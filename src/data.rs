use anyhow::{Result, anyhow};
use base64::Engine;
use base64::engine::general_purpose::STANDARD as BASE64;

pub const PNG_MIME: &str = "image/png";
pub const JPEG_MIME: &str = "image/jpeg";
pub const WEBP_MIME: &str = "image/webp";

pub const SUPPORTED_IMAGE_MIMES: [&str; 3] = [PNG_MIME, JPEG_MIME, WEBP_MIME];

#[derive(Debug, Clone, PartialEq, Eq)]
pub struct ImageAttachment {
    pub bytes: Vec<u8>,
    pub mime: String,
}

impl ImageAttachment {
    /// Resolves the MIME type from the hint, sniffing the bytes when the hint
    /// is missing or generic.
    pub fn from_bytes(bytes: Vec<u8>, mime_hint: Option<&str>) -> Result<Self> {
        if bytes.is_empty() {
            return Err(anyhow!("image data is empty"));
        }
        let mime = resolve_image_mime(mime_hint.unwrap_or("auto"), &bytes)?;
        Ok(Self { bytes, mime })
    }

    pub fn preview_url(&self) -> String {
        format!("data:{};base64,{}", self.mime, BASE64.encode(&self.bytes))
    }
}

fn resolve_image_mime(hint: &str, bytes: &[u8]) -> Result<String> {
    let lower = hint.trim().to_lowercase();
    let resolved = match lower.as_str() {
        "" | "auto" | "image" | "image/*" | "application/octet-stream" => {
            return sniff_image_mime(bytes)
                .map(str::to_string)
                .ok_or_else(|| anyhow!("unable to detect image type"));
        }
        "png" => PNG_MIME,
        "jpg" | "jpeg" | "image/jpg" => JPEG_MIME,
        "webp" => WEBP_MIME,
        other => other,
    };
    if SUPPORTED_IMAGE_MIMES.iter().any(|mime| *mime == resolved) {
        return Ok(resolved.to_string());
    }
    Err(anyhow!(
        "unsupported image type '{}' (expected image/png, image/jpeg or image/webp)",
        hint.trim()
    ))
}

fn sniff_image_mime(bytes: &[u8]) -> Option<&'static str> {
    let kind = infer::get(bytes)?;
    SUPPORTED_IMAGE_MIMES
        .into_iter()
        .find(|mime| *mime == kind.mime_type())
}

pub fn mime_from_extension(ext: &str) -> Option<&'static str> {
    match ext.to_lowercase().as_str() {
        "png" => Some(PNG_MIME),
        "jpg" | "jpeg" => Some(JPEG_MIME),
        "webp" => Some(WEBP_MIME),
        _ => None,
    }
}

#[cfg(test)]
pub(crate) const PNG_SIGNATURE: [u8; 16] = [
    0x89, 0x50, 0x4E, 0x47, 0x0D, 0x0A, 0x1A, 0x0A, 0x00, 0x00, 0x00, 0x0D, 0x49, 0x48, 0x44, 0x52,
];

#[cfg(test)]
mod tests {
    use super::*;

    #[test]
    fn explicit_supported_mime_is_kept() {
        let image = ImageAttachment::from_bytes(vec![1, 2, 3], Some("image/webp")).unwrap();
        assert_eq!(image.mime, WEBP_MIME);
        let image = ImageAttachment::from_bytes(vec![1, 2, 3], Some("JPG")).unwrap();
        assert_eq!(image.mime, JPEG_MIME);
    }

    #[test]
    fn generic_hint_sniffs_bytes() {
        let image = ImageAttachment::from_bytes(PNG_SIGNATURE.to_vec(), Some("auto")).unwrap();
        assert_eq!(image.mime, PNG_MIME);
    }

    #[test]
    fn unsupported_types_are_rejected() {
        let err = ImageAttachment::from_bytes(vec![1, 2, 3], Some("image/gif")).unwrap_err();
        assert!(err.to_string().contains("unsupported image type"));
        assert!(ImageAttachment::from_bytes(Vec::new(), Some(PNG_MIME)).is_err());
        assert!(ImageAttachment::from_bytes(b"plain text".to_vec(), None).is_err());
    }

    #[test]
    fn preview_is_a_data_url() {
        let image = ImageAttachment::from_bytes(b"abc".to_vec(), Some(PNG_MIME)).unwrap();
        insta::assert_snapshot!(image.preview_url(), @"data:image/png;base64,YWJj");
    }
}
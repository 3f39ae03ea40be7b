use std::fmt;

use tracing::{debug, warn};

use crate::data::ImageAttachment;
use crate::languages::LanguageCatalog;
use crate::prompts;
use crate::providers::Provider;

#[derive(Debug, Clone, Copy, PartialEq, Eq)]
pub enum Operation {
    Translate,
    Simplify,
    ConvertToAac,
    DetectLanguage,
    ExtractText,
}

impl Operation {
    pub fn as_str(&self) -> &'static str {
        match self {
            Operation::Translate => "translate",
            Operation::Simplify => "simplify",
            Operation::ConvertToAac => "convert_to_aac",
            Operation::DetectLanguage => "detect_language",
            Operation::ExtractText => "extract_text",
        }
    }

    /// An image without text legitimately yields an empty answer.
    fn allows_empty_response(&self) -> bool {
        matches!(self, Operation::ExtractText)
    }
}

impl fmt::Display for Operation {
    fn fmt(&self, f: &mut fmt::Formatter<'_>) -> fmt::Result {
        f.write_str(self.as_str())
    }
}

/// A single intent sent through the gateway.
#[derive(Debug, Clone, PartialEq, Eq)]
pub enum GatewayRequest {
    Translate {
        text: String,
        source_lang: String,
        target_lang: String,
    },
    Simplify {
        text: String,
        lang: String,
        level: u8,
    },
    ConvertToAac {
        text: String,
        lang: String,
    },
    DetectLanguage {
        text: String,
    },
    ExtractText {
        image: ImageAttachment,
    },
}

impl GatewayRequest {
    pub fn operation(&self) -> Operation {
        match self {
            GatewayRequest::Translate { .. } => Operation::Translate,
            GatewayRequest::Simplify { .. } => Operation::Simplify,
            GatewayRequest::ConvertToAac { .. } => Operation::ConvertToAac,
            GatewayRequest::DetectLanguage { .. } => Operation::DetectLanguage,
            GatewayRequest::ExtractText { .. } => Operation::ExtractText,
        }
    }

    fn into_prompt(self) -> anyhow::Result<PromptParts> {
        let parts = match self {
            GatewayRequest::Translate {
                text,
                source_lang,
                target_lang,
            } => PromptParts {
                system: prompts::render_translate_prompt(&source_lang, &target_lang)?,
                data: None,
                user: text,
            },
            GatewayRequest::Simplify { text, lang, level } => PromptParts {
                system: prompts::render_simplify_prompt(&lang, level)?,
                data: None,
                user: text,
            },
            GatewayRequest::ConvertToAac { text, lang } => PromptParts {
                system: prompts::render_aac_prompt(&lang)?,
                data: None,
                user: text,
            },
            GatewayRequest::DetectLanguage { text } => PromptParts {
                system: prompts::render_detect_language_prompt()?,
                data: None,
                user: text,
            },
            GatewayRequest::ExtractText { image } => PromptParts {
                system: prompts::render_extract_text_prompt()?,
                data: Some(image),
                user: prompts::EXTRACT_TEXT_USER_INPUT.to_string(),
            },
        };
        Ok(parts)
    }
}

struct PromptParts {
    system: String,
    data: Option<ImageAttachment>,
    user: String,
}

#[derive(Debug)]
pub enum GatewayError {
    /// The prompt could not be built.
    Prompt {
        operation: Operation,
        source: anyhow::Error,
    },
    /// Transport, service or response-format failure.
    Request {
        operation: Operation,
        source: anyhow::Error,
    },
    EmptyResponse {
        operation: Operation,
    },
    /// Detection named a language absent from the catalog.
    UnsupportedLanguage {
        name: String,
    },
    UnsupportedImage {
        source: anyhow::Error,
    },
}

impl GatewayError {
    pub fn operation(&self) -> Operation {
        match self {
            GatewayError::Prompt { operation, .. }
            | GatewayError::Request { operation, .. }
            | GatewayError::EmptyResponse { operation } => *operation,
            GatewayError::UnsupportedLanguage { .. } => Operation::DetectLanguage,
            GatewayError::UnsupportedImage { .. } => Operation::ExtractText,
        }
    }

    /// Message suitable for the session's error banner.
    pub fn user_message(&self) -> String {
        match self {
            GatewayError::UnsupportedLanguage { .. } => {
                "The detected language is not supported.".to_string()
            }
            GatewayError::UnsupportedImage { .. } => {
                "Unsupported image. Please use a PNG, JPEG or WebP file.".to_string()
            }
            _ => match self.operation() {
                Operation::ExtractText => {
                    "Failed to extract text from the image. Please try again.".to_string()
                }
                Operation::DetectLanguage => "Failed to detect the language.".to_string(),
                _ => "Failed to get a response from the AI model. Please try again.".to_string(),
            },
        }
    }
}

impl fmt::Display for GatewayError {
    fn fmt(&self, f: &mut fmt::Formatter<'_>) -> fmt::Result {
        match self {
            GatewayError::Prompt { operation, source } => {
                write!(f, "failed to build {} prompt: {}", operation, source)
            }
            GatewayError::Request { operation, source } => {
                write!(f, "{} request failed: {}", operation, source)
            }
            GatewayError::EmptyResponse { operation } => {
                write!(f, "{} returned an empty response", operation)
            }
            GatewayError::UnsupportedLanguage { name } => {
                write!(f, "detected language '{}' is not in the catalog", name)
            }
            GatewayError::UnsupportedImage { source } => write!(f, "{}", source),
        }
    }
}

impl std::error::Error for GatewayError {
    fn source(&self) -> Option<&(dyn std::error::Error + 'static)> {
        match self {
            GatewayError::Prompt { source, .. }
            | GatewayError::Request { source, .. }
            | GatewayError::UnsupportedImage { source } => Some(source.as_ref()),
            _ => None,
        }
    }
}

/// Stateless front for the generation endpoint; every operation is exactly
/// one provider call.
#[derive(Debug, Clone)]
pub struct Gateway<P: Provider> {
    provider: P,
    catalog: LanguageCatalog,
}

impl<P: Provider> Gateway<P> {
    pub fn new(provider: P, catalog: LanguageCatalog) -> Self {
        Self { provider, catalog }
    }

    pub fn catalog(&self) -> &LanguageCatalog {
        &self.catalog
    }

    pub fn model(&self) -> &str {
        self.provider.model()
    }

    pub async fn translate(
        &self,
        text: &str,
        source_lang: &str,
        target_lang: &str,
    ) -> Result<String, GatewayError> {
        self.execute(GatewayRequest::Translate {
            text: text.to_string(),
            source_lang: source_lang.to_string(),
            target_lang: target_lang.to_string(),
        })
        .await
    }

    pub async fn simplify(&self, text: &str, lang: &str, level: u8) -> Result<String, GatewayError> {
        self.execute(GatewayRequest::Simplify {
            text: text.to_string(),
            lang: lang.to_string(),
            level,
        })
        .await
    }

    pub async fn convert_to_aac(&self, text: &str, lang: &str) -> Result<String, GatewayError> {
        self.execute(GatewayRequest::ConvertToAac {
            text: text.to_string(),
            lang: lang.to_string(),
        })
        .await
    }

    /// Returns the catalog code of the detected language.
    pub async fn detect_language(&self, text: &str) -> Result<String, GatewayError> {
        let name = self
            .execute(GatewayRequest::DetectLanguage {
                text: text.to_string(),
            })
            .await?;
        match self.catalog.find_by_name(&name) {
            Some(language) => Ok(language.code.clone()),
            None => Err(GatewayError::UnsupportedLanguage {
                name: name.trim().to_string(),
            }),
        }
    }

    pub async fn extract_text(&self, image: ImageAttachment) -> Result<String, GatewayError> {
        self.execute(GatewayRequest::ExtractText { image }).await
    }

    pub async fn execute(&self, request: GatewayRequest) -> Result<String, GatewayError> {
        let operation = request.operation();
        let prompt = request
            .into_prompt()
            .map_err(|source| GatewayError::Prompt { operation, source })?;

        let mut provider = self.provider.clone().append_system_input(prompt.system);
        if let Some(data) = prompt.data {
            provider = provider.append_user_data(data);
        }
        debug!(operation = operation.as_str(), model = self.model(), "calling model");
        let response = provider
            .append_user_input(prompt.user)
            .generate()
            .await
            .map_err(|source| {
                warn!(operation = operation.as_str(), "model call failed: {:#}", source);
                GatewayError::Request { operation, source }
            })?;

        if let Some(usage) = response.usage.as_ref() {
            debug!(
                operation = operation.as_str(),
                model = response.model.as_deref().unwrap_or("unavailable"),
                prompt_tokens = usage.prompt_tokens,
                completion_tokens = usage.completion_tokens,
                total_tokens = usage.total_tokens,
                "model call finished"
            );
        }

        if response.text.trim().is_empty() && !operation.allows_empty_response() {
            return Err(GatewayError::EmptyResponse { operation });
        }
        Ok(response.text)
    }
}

=-=-=

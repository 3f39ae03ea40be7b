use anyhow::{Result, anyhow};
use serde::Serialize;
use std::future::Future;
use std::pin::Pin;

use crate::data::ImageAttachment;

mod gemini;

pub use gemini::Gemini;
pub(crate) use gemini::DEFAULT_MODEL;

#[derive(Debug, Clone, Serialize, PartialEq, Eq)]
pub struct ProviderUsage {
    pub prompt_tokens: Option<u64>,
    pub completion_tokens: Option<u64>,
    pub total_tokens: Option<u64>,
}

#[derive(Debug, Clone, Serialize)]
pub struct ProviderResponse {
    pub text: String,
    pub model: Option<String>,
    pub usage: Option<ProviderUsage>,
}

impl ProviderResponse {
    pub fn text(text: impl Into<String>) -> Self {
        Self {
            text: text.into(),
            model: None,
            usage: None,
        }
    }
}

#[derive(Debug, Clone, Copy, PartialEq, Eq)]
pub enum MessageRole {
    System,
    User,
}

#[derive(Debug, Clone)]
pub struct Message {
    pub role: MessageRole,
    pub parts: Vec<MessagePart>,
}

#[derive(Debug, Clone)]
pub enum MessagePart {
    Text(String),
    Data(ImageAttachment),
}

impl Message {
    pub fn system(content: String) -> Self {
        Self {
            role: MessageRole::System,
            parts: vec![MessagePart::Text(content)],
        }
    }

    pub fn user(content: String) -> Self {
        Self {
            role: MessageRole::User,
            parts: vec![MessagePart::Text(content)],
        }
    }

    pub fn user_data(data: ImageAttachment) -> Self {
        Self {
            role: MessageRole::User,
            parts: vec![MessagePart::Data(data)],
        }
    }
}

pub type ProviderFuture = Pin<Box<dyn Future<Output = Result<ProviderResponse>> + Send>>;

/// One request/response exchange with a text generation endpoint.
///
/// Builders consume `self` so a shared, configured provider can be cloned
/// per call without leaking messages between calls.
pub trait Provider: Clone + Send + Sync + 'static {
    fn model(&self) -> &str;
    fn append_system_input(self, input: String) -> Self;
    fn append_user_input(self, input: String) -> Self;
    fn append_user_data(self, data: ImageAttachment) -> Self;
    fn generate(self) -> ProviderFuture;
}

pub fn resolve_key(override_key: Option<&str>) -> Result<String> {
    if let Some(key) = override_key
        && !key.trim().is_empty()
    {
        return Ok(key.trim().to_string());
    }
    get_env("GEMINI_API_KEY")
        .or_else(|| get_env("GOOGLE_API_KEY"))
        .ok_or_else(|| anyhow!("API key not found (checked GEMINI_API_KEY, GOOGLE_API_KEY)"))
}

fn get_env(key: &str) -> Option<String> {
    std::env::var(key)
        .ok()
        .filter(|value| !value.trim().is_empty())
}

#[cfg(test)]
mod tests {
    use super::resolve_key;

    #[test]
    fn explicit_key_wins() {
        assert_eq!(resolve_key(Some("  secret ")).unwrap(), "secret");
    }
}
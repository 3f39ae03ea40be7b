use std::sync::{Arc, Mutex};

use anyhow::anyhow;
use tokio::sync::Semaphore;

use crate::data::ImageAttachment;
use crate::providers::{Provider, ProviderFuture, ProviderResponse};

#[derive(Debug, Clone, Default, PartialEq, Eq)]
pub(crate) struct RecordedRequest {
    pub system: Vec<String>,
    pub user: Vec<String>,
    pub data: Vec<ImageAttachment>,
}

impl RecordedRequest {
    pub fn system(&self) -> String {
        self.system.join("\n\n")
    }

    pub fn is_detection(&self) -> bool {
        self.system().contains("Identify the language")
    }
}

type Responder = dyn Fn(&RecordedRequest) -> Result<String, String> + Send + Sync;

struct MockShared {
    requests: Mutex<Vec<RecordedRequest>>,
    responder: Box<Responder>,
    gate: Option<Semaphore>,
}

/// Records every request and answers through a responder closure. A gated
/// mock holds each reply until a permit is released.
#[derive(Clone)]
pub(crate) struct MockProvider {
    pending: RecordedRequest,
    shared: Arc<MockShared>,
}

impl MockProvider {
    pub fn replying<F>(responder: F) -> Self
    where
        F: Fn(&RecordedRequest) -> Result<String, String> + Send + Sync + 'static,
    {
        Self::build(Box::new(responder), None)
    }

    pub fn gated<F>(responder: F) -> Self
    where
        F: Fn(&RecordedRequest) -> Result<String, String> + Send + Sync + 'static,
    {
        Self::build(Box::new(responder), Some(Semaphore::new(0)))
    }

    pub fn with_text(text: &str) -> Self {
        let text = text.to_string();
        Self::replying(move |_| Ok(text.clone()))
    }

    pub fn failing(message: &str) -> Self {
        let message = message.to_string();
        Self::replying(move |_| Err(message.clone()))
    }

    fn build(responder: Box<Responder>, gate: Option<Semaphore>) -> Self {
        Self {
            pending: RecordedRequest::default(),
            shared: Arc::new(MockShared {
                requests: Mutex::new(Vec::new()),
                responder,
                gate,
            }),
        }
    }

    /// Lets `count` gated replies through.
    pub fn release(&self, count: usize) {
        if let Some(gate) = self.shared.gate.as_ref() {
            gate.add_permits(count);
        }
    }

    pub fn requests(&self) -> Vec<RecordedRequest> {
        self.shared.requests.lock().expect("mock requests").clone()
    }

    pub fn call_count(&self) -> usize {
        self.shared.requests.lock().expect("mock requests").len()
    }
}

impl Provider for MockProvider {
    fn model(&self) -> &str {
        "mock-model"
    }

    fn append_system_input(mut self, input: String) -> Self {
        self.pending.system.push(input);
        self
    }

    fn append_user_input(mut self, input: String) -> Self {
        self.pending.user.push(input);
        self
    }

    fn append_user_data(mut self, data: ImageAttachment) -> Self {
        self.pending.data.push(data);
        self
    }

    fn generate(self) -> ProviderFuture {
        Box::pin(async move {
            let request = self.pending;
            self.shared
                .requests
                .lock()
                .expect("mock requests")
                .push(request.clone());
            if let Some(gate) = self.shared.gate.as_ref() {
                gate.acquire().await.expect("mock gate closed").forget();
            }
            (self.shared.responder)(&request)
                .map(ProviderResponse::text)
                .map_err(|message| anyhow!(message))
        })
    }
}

=-=-=

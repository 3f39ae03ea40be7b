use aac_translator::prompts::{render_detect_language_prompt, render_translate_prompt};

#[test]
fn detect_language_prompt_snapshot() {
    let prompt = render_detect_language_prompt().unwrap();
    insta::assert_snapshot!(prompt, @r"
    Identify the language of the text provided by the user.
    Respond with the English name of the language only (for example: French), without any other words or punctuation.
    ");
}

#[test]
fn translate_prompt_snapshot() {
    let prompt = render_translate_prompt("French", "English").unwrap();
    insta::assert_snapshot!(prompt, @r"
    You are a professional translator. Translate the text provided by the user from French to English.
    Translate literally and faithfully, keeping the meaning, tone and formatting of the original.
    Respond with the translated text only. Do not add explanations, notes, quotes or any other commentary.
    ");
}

=-=-=

*What you will do*. Above are some lines. Repeat exactly, and only, those from the line that has "pub async fn simplify(&self, text: &str, lang: &str, level: u8)" through the line that has "the detected language.".

*Completed task*.
    pub async fn simplify(&self, text: &str, lang: &str, level: u8) -> Result<String, GatewayError> {
        self.execute(GatewayRequest::Simplify {
            text: text.to_string(),
            lang: lang.to_string(),
            level,
        })
        .await
    }

    pub async fn convert_to_aac(&self, text: &str, lang: &str) -> Result<String, GatewayError> {
        self.execute(GatewayRequest::ConvertToAac {
            text: text.to_string(),
            lang: lang.to_string(),
        })
        .await
    }

    /// Returns the catalog code of the detected language.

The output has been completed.